Forse che il terrorismo è diminuito dopo la loro esecuzione o quella di Saddam Hussein e la distruzione dell’Iraq motivata da prove false, o dopo l’uccisione di Gheddafi e la disarticolazione della Libia, o dopo l’inutile massacro della Siria? No è aumentato di cento, mille volte e colpirà ancora.

Quale politico dedito ai vertici inutili ed alle foto ricordo dovremmo ringraziare per le centinaia di vittime innocenti avute in Europa ad opera di fanatici assassini che vendicano le centinaia di migliaia di bambini morti sotto le bombe occidentali o di stenti per mancanza di cibo e di medicine?

Come difendersi.

E’ inutile lanciarsi in tiritere di esecrazione dopo ogni strage; è del tutto fuorviante ripetere la giaculatoria di non avere paura se non si è capaci di condurre un’azione strategica coordinata e obbligatoria almeno a livello europeo.

Non sono certo risolutive le varie misure cosiddette precauzionali tipo controlli di sicurezza negli aeroporti, ostacoli fisici con barriere di cemento, presidi armati di sorveglianza sulle strade e a protezione di obiettivi sensibili, o le espulsioni dei soggetti pericolosi. Tutte servono a ridurre momentaneamente l’area del pericolo incombente ma non ad incidere drasticamente sul fenomeno.

Possibile che non ci si renda conto che il terrorismo ha il vantaggio di inventare ogni giorno nuovi strumenti e strattagemmi?

L’unico vero antidoto sarebbe un assiduo ed effettivo scambio di informazioni di intelligence per efficaci azioni coordinate e l’inaridimento delle fonti di finanziamento, cioè l’interruzione di ogni rapporto politico, diplomatico, commerciale con quei paesi che a parole condannano il terrorismo e di fatto lo tollerano purché agisca lontano dal loro territorio e lo sostengono con denaro, con armi, con prediche deliranti, con propaganda velenosa senza controllo.
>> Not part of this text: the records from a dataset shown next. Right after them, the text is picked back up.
use std::collections::HashMap;
use std::net::SocketAddr;
use std::sync::Arc;

use rand::RngExt;
use tokio::sync::mpsc;
use tokio::task::JoinHandle;

use super::url::RtspUrl;
use super::{Protocol, RtspRequest, RtspResponse};
use crate::error::{Result, RtspError};
use crate::media::FrameSource;
use crate::registry::ClientConfig;
use crate::session::{
    ClientPorts, DescribeResponse, PlayRange, ServerTransport, SessionEvent, SessionEvents,
    Substream,
};
use crate::transport::{PortPair, RtpSource, RtspConnection, SourceOptions};

/// Requests queued for the connection task, processed in order.
#[derive(Debug)]
enum Command {
    Describe,
    Setup {
        index: usize,
        url: String,
        transport: String,
    },
    Play {
        url: String,
        range: String,
    },
    Teardown {
        url: String,
    },
}

/// RTSP/UDP implementation of [`Protocol`].
///
/// Requests are queued to a background task that owns the TCP connection
/// (opened on the first request) and posts each answer as a
/// [`SessionEvent`]. Client port pairs are bound on activation and turned
/// into an [`RtpSource`] when the sink asks for its bound source.
pub struct RtspClient {
    url: RtspUrl,
    config: Arc<ClientConfig>,
    events: SessionEvents,
    commands: mpsc::UnboundedSender<Command>,
    task: JoinHandle<()>,
    port_pairs: HashMap<usize, PortPair>,
}

impl RtspClient {
    /// Create a client for `url`. Must be called within a tokio runtime.
    ///
    /// Fails only when the URL is unusable; connection problems surface
    /// later as failed request completions.
    pub fn new(url: &str, events: SessionEvents, config: Arc<ClientConfig>) -> Result<Self> {
        let url = RtspUrl::parse(url)?;
        let (commands, commands_rx) = mpsc::unbounded_channel();
        let task = tokio::spawn(run_connection(
            url.clone(),
            config.user_agent.clone(),
            commands_rx,
            events.clone(),
        ));

        Ok(RtspClient {
            url,
            config,
            events,
            commands,
            task,
            port_pairs: HashMap::new(),
        })
    }

    fn queue(&self, command: Command) {
        if self.commands.send(command).is_err() {
            tracing::warn!(url = %self.url.url, "RTSP connection task has exited");
        }
    }
}

/// Profiles this client can receive: plain RTP over UDP.
fn is_udp_profile(protocol: &str) -> bool {
    protocol.eq_ignore_ascii_case("RTP/AVP") || protocol.eq_ignore_ascii_case("RTP/AVP/UDP")
}

impl Protocol for RtspClient {
    fn url(&self) -> &str {
        &self.url.url
    }

    fn send_describe(&mut self) {
        self.queue(Command::Describe);
    }

    fn activate(&mut self, substream: &mut Substream) -> Result<ClientPorts> {
        if !is_udp_profile(&substream.protocol) {
            return Err(RtspError::UnsupportedTransport(substream.protocol.clone()));
        }
        let pair = PortPair::bind()?;
        let ports = pair.ports();
        self.port_pairs.insert(substream.index, pair);
        Ok(ports)
    }

    fn send_setup(&mut self, substream: &Substream) {
        let Some(ports) = self.port_pairs.get(&substream.index).map(PortPair::ports) else {
            self.events.send(SessionEvent::SetupComplete {
                index: substream.index,
                result: Err(RtspError::SourceUnavailable(substream.index)),
            });
            return;
        };
        self.queue(Command::Setup {
            index: substream.index,
            url: substream.control_url.clone(),
            transport: ports.transport_header(),
        });
    }

    fn send_play(&mut self, url: &str, range: &PlayRange) {
        self.queue(Command::Play {
            url: url.to_string(),
            range: range.header_value(),
        });
    }

    fn send_teardown(&mut self, url: &str) {
        self.queue(Command::Teardown {
            url: url.to_string(),
        });
    }

    fn bound_source(&mut self, substream: &Substream) -> Result<Box<dyn FrameSource>> {
        let pair = self
            .port_pairs
            .remove(&substream.index)
            .ok_or(RtspError::SourceUnavailable(substream.index))?;

        let report_to = substream
            .server_transport
            .as_ref()
            .and_then(|t| Some(SocketAddr::new(t.server_addr?, t.server_rtcp_port?)));

        let options = SourceOptions {
            index: substream.index,
            codec: substream.codec.clone(),
            clock_rate: substream.clock_rate,
            report_to,
            report_interval: self.config.rtcp_report_interval,
            ssrc: rand::rng().random::<u32>(),
            cname: self.config.user_agent.clone(),
            max_pending: self.config.max_pending_frames,
        };
        Ok(Box::new(RtpSource::spawn(pair, options, self.events.clone())?))
    }

    fn into_background(self: Box<Self>) -> Option<JoinHandle<()>> {
        let RtspClient { task, .. } = *self;
        Some(task)
    }
}

/// URL that relative `a=control` attributes resolve against
/// (RFC 2326 §C.1.1).
fn base_url(response: &RtspResponse, request_url: &str) -> String {
    response
        .get_header("Content-Base")
        .or_else(|| response.get_header("Content-Location"))
        .unwrap_or(request_url)
        .to_string()
}

async fn run_connection(
    url: RtspUrl,
    user_agent: String,
    mut commands: mpsc::UnboundedReceiver<Command>,
    events: SessionEvents,
) {
    let mut connection: Option<RtspConnection> = None;

    while let Some(command) = commands.recv().await {
        if connection.is_none() {
            if matches!(command, Command::Teardown { .. }) {
                break;
            }
            match RtspConnection::connect(&url.host, url.port, &user_agent).await {
                Ok(c) => connection = Some(c),
                Err(e) => {
                    tracing::error!(url = %url.url, error = %e, "failed to connect to server");
                    if let Some(event) = failed(command, e) {
                        events.send(event);
                    }
                    continue;
                }
            }
        }
        let Some(conn) = connection.as_mut() else {
            continue;
        };

        let event = match command {
            Command::Describe => {
                let result = conn
                    .request(RtspRequest::describe(&url.url))
                    .await
                    .map(|response| DescribeResponse {
                        base_url: base_url(&response, &url.url),
                        sdp: response.body,
                    });
                SessionEvent::DescribeComplete(result)
            }
            Command::Setup {
                index,
                url: control_url,
                transport,
            } => {
                let peer = conn.peer_addr().ip();
                let result = conn
                    .request(RtspRequest::setup(&control_url, &transport))
                    .await
                    .map(|response| {
                        let mut transport = response
                            .get_header("Transport")
                            .map(ServerTransport::parse)
                            .unwrap_or_default();
                        transport.server_addr.get_or_insert(peer);
                        transport
                    });
                if result.is_ok() {
                    tracing::debug!(
                        url = %control_url,
                        session = conn.session_id().unwrap_or("-"),
                        "SETUP accepted"
                    );
                }
                SessionEvent::SetupComplete { index, result }
            }
            Command::Play {
                url: control_url,
                range,
            } => {
                let result = conn
                    .request(RtspRequest::play(&control_url, &range))
                    .await
                    .map(|_| ());
                SessionEvent::PlayComplete(result)
            }
            Command::Teardown { url: control_url } => {
                if let Err(e) = conn.send(RtspRequest::teardown(&control_url)).await {
                    tracing::debug!(url = %url.url, error = %e, "failed to send TEARDOWN");
                }
                break;
            }
        };

        let lost = matches!(
            &event,
            SessionEvent::DescribeComplete(Err(e))
                | SessionEvent::PlayComplete(Err(e))
                | SessionEvent::SetupComplete { result: Err(e), .. }
                if matches!(e, RtspError::Io(_) | RtspError::ConnectionClosed)
        );
        if lost {
            connection = None;
        }

        if !events.send(event) {
            break;
        }
    }

    tracing::debug!(url = %url.url, "RTSP connection task finished");
}

/// Completion event for a command that could not be sent at all.
fn failed(command: Command, error: RtspError) -> Option<SessionEvent> {
    match command {
        Command::Describe => Some(SessionEvent::DescribeComplete(Err(error))),
        Command::Setup { index, .. } => Some(SessionEvent::SetupComplete {
            index,
            result: Err(error),
        }),
        Command::Play { .. } => Some(SessionEvent::PlayComplete(Err(error))),
        Command::Teardown { .. } => None,
    }
}

#[cfg(test)]
mod tests {
    use super::*;
    use crate::protocol::sdp::parse_sdp;
    use crate::session::Session;

    fn client() -> (
        RtspClient,
        mpsc::UnboundedReceiver<(crate::session::SessionId, SessionEvent)>,
    ) {
        let (tx, rx) = mpsc::unbounded_channel();
        let client = RtspClient::new(
            "rtsp://127.0.0.1:1/stream",
            SessionEvents::new(1, tx),
            Arc::new(ClientConfig::default()),
        )
        .unwrap();
        (client, rx)
    }

    #[test]
    fn base_url_prefers_content_base() {
        let response = RtspResponse::parse(
            "RTSP/1.0 200 OK\r\nContent-Location: rtsp://h/loc/\r\nContent-Base: rtsp://h/base/\r\n\r\n",
        )
        .unwrap();
        assert_eq!(base_url(&response, "rtsp://h/req"), "rtsp://h/base/");

        let response = RtspResponse::parse("RTSP/1.0 200 OK\r\nCSeq: 2\r\n\r\n").unwrap();
        assert_eq!(base_url(&response, "rtsp://h/req"), "rtsp://h/req");
    }

    #[test]
    fn rejects_non_rtsp_urls() {
        let (tx, _rx) = mpsc::unbounded_channel();
        let result = RtspClient::new(
            "http://example.com/",
            SessionEvents::new(1, tx),
            Arc::new(ClientConfig::default()),
        );
        assert!(matches!(result, Err(RtspError::InvalidUrl(_))));
    }

    #[tokio::test]
    async fn activation_rejects_unsupported_profiles() {
        let (mut client, _rx) = client();
        let sdp = parse_sdp(
            "v=0\r\nm=video 0 RTP/SAVP 96\r\na=rtpmap:96 H264/90000\r\n\
             m=video 0 RTP/AVP 96\r\na=rtpmap:96 H264/90000\r\n",
        )
        .unwrap();
        let mut session = Session::from_description(&sdp, "rtsp://127.0.0.1:1/stream");

        let err = client.activate(&mut session.substreams[0]).unwrap_err();
        assert!(matches!(err, RtspError::UnsupportedTransport(p) if p == "RTP/SAVP"));

        let ports = client.activate(&mut session.substreams[1]).unwrap();
        assert_eq!(ports.rtp % 2, 0);
    }

    #[tokio::test]
    async fn unreachable_server_fails_describe() {
        let (mut client, mut rx) = client();
        client.send_describe();
        let (session, event) = rx.recv().await.unwrap();
        assert_eq!(session, 1);
        assert!(matches!(event, SessionEvent::DescribeComplete(Err(_))));
    }
}
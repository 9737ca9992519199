use std::collections::VecDeque;
use std::net::{SocketAddr, UdpSocket as StdUdpSocket};
use std::time::Duration;

use bytes::Bytes;
use rand::RngExt;
use tokio::net::UdpSocket;
use tokio::sync::mpsc;
use tokio::task::JoinHandle;

use crate::error::{Result, RtspError};
use crate::media::rtcp::{self, Goodbye};
use crate::media::rtp::RtpPacket;
use crate::media::{Depacketizer, Frame, FrameSource};
use crate::session::{ClientPorts, SessionEvent, SessionEvents};

/// First port of the IANA dynamic range; client RTP ports are drawn above it.
const DYNAMIC_PORT_BASE: u16 = 49152;
/// Number of even ports in `DYNAMIC_PORT_BASE..=65534`.
const EVEN_PORT_COUNT: u16 = (u16::MAX - DYNAMIC_PORT_BASE) / 2 + 1;
const BIND_ATTEMPTS: usize = 16;
/// Largest UDP payload accepted from the network.
const MAX_DATAGRAM: usize = 65_536;

/// A bound client RTP/RTCP socket pair (RTP even, RTCP = RTP + 1).
///
/// Binding happens synchronously during substream activation, before any
/// SETUP is sent, so the ports can be offered in the `Transport` header.
/// The sockets are handed to the async runtime once an [`RtpSource`] is
/// started on them.
#[derive(Debug)]
pub struct PortPair {
    rtp: StdUdpSocket,
    rtcp: StdUdpSocket,
    ports: ClientPorts,
}

impl PortPair {
    /// Bind a random even port and its successor on all interfaces.
    pub fn bind() -> Result<Self> {
        let mut rng = rand::rng();
        for _ in 0..BIND_ATTEMPTS {
            let rtp_port = DYNAMIC_PORT_BASE + 2 * (rng.random::<u16>() % EVEN_PORT_COUNT);
            let Ok(rtp) = StdUdpSocket::bind(("0.0.0.0", rtp_port)) else {
                continue;
            };
            let Ok(rtcp) = StdUdpSocket::bind(("0.0.0.0", rtp_port + 1)) else {
                continue;
            };
            tracing::trace!(rtp_port, "bound client port pair");
            return Ok(PortPair {
                rtp,
                rtcp,
                ports: ClientPorts {
                    rtp: rtp_port,
                    rtcp: rtp_port + 1,
                },
            });
        }
        Err(RtspError::PortAllocation)
    }

    pub fn ports(&self) -> ClientPorts {
        self.ports
    }
}

/// Reception parameters for one substream.
#[derive(Debug, Clone)]
pub struct SourceOptions {
    pub index: usize,
    pub codec: String,
    pub clock_rate: u32,
    /// Where receiver reports go; learned from the first incoming RTCP
    /// packet when unknown.
    pub report_to: Option<SocketAddr>,
    pub report_interval: Duration,
    /// SSRC this client reports as.
    pub ssrc: u32,
    pub cname: String,
    /// Frames queued while the sink has not asked for more; the oldest is
    /// dropped beyond this.
    pub max_pending: usize,
}

/// UDP frame source for one substream.
///
/// A background task receives RTP on the even port, depacketizes it into
/// frames and queues them; each [`get_next_frame`](FrameSource::get_next_frame)
/// releases exactly one queued frame as a `FrameReady` event. The task also
/// watches the RTCP port for BYE (posted as `EndOfStream`) and sends
/// periodic receiver reports. Dropping the source stops the task.
pub struct RtpSource {
    requests: mpsc::UnboundedSender<usize>,
    task: JoinHandle<()>,
}

impl RtpSource {
    /// Start receiving on `pair`. Must be called within a tokio runtime.
    pub fn spawn(pair: PortPair, options: SourceOptions, events: SessionEvents) -> Result<Self> {
        pair.rtp.set_nonblocking(true)?;
        pair.rtcp.set_nonblocking(true)?;
        let rtp = UdpSocket::from_std(pair.rtp)?;
        let rtcp = UdpSocket::from_std(pair.rtcp)?;

        let (requests, requests_rx) = mpsc::unbounded_channel();
        let receiver = Receiver {
            depacketizer: Depacketizer::for_codec(&options.codec),
            first_timestamp: None,
            pending: VecDeque::new(),
            wanted: None,
            goodbye: None,
            events,
            options,
        };
        let task = tokio::spawn(receiver.run(rtp, rtcp, requests_rx));

        Ok(RtpSource { requests, task })
    }
}

impl FrameSource for RtpSource {
    fn get_next_frame(&mut self, max_size: usize) {
        let _ = self.requests.send(max_size);
    }
}

impl Drop for RtpSource {
    fn drop(&mut self) {
        self.task.abort();
    }
}

struct Receiver {
    options: SourceOptions,
    depacketizer: Depacketizer,
    first_timestamp: Option<u32>,
    pending: VecDeque<(Bytes, Duration)>,
    /// Outstanding request's `max_size`.
    wanted: Option<usize>,
    /// Set once a BYE arrived; the stream ends when the queue is drained.
    goodbye: Option<Goodbye>,
    events: SessionEvents,
}

impl Receiver {
    async fn run(
        mut self,
        rtp: UdpSocket,
        rtcp: UdpSocket,
        mut requests: mpsc::UnboundedReceiver<usize>,
    ) {
        let index = self.options.index;
        let mut rtp_buf = vec![0u8; MAX_DATAGRAM];
        let mut rtcp_buf = vec![0u8; MAX_DATAGRAM];
        let mut reports = tokio::time::interval(self.options.report_interval);
        reports.set_missed_tick_behavior(tokio::time::MissedTickBehavior::Delay);

        loop {
            if !self.deliver() {
                return;
            }
            if self.pending.is_empty() {
                if let Some(bye) = self.goodbye.take() {
                    self.events.send(SessionEvent::EndOfStream {
                        index,
                        reason: bye.reason,
                    });
                    return;
                }
            }

            tokio::select! {
                biased;
                request = requests.recv() => match request {
                    Some(max_size) => self.wanted = Some(max_size),
                    None => return,
                },
                received = rtp.recv(&mut rtp_buf) => match received {
                    Ok(n) => self.on_rtp(&rtp_buf[..n]),
                    Err(e) => {
                        tracing::warn!(index, error = %e, "RTP receive failed");
                        self.events.send(SessionEvent::SourceClosed { index });
                        return;
                    }
                },
                received = rtcp.recv_from(&mut rtcp_buf) => match received {
                    Ok((n, from)) => {
                        if self.options.report_to.is_none() {
                            self.options.report_to = Some(from);
                        }
                        if let Some(bye) = rtcp::find_bye(&rtcp_buf[..n]) {
                            tracing::debug!(index, sources = ?bye.sources, "received RTCP BYE");
                            self.goodbye = Some(bye);
                        }
                    }
                    Err(e) => {
                        tracing::warn!(index, error = %e, "RTCP receive failed");
                    }
                },
                _ = reports.tick() => self.send_report(&rtcp).await,
            }
        }
    }

    /// Release one queued frame if the sink is waiting for one. Returns
    /// `false` once the event loop is gone.
    fn deliver(&mut self) -> bool {
        let Some(max_size) = self.wanted else {
            return true;
        };
        let Some((mut data, presentation_time)) = self.pending.pop_front() else {
            return true;
        };

        let truncated = data.len().saturating_sub(max_size);
        data.truncate(max_size);
        self.wanted = None;

        self.events.frame_ready(
            self.options.index,
            Frame {
                data,
                truncated,
                presentation_time,
            },
        )
    }

    fn on_rtp(&mut self, datagram: &[u8]) {
        let Some(packet) = RtpPacket::parse(datagram) else {
            tracing::trace!(index = self.options.index, len = datagram.len(), "ignoring non-RTP datagram");
            return;
        };

        let first = *self.first_timestamp.get_or_insert(packet.timestamp);
        let presentation_time = if self.options.clock_rate > 0 {
            let ticks = packet.timestamp.wrapping_sub(first);
            Duration::from_secs_f64(f64::from(ticks) / f64::from(self.options.clock_rate))
        } else {
            Duration::ZERO
        };

        tracing::trace!(
            index = self.options.index,
            seq = packet.sequence,
            ts = packet.timestamp,
            marker = packet.marker,
            len = packet.payload.len(),
            "RTP packet"
        );

        for frame in self.depacketizer.push(packet.sequence, packet.payload) {
            if self.pending.len() >= self.options.max_pending {
                self.pending.pop_front();
                tracing::debug!(index = self.options.index, "frame queue full, dropping oldest frame");
            }
            self.pending.push_back((frame, presentation_time));
        }
    }

    async fn send_report(&self, rtcp: &UdpSocket) {
        let Some(to) = self.options.report_to else {
            return;
        };
        let report = rtcp::receiver_report(self.options.ssrc, &self.options.cname);
        if let Err(e) = rtcp.send_to(&report, to).await {
            tracing::debug!(index = self.options.index, %to, error = %e, "failed to send receiver report");
        }
    }
}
Questo vale anche all’interno della nostra società, in cui occorre l’isolamento e la punizione di ogni comportamento antistatale e contro la sicurezza individuale.

Fino a quando le comunità straniere dal punto di vista etnico e religioso non operino nei fatti secondo le nostre regole, leggi, usanze e costumi e non combattano apertamente contro ogni forma di terrorismo non sono degne della nostra ospitalità. L’equazione diritti-doveri non ammette interpretazioni, né distinguo.

Anche l’Italia è sotto minaccia ed il fatto che fino ad ora non sia stata teatro di operazioni terroristiche di rilievo non fa che aumentare il pericolo, secondo il calcolo delle probabilità, che si debba condividere la sorte degli altri paesi colpiti.

Non possiamo cancellarlo, ma abbiamo il dovere di ridurlo al minimo. Ci vorrebbe una sensibilità governativa verso una maggiore sicurezza nei fatti e non solamente declamata, facilmente attuabile con il ridisegno delle nostre relazioni con l’estero, con la ridiscussione della nostra appartenenza alla NATO esistente oggi solo in funzione della politica americana, con il ritiro immediato di tutti i nostri contingenti militari dall’estero e con l’altrettanto massiccio aumento all’interno del paese delle forze dell’ordine, dell’intelligence e dell’apparato giudiziario.